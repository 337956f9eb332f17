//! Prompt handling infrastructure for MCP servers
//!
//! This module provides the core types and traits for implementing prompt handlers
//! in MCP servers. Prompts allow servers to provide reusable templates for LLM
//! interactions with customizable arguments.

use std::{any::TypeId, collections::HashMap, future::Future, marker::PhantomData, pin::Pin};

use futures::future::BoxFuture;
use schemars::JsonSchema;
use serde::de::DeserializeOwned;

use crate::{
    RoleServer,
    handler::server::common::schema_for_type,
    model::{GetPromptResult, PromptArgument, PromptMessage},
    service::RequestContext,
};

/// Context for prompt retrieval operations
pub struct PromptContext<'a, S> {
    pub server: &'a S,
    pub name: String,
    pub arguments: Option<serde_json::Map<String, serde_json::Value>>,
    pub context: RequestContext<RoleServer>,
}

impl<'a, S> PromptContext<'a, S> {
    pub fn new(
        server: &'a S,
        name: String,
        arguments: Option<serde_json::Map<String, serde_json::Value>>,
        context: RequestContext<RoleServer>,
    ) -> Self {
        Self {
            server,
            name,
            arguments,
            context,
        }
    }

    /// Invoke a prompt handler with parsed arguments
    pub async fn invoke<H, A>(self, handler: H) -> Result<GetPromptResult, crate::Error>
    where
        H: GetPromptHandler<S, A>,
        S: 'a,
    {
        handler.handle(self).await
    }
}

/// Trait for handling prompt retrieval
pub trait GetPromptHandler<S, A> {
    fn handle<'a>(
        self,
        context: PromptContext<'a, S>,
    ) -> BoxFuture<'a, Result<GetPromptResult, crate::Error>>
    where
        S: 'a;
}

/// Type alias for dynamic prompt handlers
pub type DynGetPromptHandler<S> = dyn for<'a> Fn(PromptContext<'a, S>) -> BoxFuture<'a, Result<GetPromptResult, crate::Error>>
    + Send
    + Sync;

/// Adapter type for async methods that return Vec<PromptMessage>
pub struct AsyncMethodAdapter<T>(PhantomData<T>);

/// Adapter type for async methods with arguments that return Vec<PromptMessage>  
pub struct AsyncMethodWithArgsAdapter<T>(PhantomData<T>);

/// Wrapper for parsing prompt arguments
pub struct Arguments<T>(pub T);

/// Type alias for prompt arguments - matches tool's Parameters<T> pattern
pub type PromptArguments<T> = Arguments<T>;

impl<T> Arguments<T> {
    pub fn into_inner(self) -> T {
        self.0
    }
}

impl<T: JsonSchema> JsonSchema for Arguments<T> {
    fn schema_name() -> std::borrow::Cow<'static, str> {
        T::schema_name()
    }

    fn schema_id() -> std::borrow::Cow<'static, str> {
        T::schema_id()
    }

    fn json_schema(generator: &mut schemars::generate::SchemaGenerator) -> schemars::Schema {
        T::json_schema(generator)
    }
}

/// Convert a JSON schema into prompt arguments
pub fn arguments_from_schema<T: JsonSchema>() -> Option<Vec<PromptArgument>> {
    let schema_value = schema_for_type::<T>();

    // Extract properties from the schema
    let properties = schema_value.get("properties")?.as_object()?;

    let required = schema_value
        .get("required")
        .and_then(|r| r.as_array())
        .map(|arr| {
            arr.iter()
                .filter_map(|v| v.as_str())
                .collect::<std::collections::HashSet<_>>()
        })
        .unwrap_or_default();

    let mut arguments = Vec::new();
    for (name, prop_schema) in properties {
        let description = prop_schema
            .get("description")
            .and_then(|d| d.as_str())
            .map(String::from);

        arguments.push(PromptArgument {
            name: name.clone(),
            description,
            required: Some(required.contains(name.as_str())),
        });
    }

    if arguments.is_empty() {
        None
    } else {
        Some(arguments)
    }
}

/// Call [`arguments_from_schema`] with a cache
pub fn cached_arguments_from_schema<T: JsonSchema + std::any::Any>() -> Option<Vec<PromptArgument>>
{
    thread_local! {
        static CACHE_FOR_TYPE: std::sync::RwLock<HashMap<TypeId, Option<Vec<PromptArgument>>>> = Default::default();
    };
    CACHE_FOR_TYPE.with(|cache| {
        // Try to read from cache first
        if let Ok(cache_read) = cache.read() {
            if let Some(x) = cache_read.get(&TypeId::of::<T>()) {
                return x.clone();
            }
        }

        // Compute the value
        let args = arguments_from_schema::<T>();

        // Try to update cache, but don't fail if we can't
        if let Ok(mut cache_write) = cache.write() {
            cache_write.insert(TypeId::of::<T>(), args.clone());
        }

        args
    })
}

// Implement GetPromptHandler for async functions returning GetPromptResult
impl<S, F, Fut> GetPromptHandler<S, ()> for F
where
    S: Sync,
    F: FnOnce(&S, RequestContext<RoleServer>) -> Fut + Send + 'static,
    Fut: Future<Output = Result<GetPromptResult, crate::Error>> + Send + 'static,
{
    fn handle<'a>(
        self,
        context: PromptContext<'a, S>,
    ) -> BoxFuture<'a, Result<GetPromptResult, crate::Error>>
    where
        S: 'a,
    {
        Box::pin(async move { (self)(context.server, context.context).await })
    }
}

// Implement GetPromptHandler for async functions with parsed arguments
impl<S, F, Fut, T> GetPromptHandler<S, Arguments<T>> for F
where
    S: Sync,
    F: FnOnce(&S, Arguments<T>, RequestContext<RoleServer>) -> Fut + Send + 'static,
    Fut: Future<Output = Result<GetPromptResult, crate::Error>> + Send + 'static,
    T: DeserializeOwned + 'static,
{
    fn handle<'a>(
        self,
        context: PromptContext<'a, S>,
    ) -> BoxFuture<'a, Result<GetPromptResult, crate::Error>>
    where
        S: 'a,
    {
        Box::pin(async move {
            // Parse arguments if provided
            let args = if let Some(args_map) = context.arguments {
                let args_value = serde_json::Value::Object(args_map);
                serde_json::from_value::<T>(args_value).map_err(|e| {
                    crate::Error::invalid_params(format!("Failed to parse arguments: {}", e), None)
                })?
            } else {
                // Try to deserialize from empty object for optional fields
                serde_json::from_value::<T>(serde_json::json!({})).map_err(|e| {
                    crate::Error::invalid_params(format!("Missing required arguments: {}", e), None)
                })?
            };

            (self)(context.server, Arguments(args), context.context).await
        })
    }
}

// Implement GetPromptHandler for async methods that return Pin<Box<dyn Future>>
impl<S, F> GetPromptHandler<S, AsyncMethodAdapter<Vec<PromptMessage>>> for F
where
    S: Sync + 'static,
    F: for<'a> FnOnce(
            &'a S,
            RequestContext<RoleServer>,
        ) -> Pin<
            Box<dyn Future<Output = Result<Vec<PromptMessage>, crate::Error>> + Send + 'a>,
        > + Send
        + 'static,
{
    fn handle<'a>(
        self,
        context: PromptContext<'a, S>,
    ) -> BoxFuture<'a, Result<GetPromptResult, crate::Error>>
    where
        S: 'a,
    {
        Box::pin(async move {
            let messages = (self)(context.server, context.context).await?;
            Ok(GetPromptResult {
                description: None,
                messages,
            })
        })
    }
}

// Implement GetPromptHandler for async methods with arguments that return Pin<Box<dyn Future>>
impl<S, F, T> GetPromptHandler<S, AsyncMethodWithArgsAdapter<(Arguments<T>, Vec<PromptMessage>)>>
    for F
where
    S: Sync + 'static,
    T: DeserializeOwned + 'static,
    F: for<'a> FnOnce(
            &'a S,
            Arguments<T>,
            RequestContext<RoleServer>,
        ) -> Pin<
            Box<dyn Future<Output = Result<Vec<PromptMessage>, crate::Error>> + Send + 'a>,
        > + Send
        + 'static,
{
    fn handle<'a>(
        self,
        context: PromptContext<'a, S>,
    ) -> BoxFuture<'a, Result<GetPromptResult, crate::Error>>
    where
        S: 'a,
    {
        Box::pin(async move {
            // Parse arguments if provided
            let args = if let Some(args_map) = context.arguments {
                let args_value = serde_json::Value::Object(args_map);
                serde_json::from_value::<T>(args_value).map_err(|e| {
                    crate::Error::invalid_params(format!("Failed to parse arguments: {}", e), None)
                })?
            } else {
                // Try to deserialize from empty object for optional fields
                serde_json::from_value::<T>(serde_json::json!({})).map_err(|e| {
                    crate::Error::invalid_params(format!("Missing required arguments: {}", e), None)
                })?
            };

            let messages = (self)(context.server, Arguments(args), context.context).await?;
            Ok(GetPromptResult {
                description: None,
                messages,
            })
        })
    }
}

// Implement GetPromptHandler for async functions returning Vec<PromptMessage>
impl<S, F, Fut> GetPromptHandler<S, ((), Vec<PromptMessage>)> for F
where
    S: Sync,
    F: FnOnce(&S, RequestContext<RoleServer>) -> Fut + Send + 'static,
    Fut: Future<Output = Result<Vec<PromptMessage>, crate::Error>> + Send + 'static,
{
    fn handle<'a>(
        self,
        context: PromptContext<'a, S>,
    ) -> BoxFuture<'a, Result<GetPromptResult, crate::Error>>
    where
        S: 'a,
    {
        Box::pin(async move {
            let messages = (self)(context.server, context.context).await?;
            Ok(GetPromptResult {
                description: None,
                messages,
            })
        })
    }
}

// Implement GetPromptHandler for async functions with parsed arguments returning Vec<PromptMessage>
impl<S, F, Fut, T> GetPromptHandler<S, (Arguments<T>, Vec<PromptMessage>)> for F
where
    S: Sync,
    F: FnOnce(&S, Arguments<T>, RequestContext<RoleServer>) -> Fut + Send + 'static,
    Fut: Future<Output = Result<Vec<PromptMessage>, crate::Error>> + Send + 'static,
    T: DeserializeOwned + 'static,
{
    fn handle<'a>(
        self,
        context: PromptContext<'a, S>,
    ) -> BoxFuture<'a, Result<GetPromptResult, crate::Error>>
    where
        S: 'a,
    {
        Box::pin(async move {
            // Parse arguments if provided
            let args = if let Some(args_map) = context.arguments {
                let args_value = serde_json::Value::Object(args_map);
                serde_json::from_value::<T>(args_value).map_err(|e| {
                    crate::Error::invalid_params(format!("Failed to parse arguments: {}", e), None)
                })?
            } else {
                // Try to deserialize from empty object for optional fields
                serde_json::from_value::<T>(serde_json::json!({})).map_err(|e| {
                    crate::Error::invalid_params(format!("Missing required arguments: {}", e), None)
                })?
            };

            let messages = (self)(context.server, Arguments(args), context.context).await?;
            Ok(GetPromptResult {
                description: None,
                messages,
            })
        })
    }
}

What is being asked> Quote the records above exactly, from the first line through the line containing "templates for LLM", and nothing more.

Answer box>
repository 337956f9eb332f17
//! Prompt handling infrastructure for MCP servers
//!
//! This module provides the core types and traits for implementing prompt handlers
//! in MCP servers. Prompts allow servers to provide reusable templates for LLM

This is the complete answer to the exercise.